Associate Professor, Communication and Media

Ellen Esrock researches the effect that our sense of touch, temperature, body position, and pain has on our perceptions of visual art and literature.

“My research explores how spectators and readers use their somatosensory/motor systems to create boundary changes that enhance their cognitive and affective experience of visual art and literature,” said Esrock. “To these ends I propose the concept of the ‘transomatization,’ which operates in parallel to the notion of the simulation, as formulated in philosophy and the cognitive sciences.  The models of bodily spectatorship and reading that I am developing draw upon current scientific research in emotion, perception, language processing, and motor theories, as well as rich traditions of phenomenology and cultural histories of bodily empathy and imagination.” 
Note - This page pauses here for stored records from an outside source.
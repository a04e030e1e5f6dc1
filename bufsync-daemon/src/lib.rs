//! # bufsync-daemon
//!
//! Session orchestration for the bufsync buffer-synchronization core.
//!
//! A [`SyncSession`] is the object a local code-intelligence daemon keeps per
//! editor session. It owns:
//! - An [`EventProcessor`](bufsync_core::EventProcessor) that normalizes and
//!   deduplicates editor events
//! - A [`FileStateCache`](bufsync_core::FileStateCache) of per-file drivers
//!
//! ## Event flow
//!
//! ```text
//! editor ──EditorEvent──► EventProcessor ──Event──► FileStateCache
//!    ▲                          ▲                        │
//!    │                          └── acknowledged state ──┤
//!    └────────────── EventResponse { state, resend } ◄───┘
//! ```
//!
//! Transport, provider engines and process lifecycle live outside this
//! crate; they call [`SyncSession::handle_event`] and
//! [`SyncSession::reset`].

#![warn(missing_docs)]
#![warn(clippy::all)]

pub mod config;
pub mod crash;
pub mod error;
pub mod session;

pub use config::{Config, ConfigError};
pub use crash::{CrashReporter, TracingCrashReporter};
pub use error::DaemonError;
pub use session::SyncSession;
Esrock devoted her second book, The Reader's Eye: Visual Imaging as Reader” to this topic, and is currently working on her third book, Touching Art: Empathy and the Somatosensory System. She has also published several articles including “Embodying Art: The Spectator and the Inner Body” in Poetics Today, "Embodying Literature" in the Journal of Consciousness Studies, and "Touching Art: Intimacy, Embodiment, and the Somatosensory System” in Consciousness and Emotion.

Professor Esrock was awarded Rensselaer's FishbachTravel Grant in 2009, Rensselaer Ramp Up grant in 2008, a Fellowship from The Italian Academy of Columbia University in 2003, and a Harvard Mellon Faculty Fellowship in 1986.  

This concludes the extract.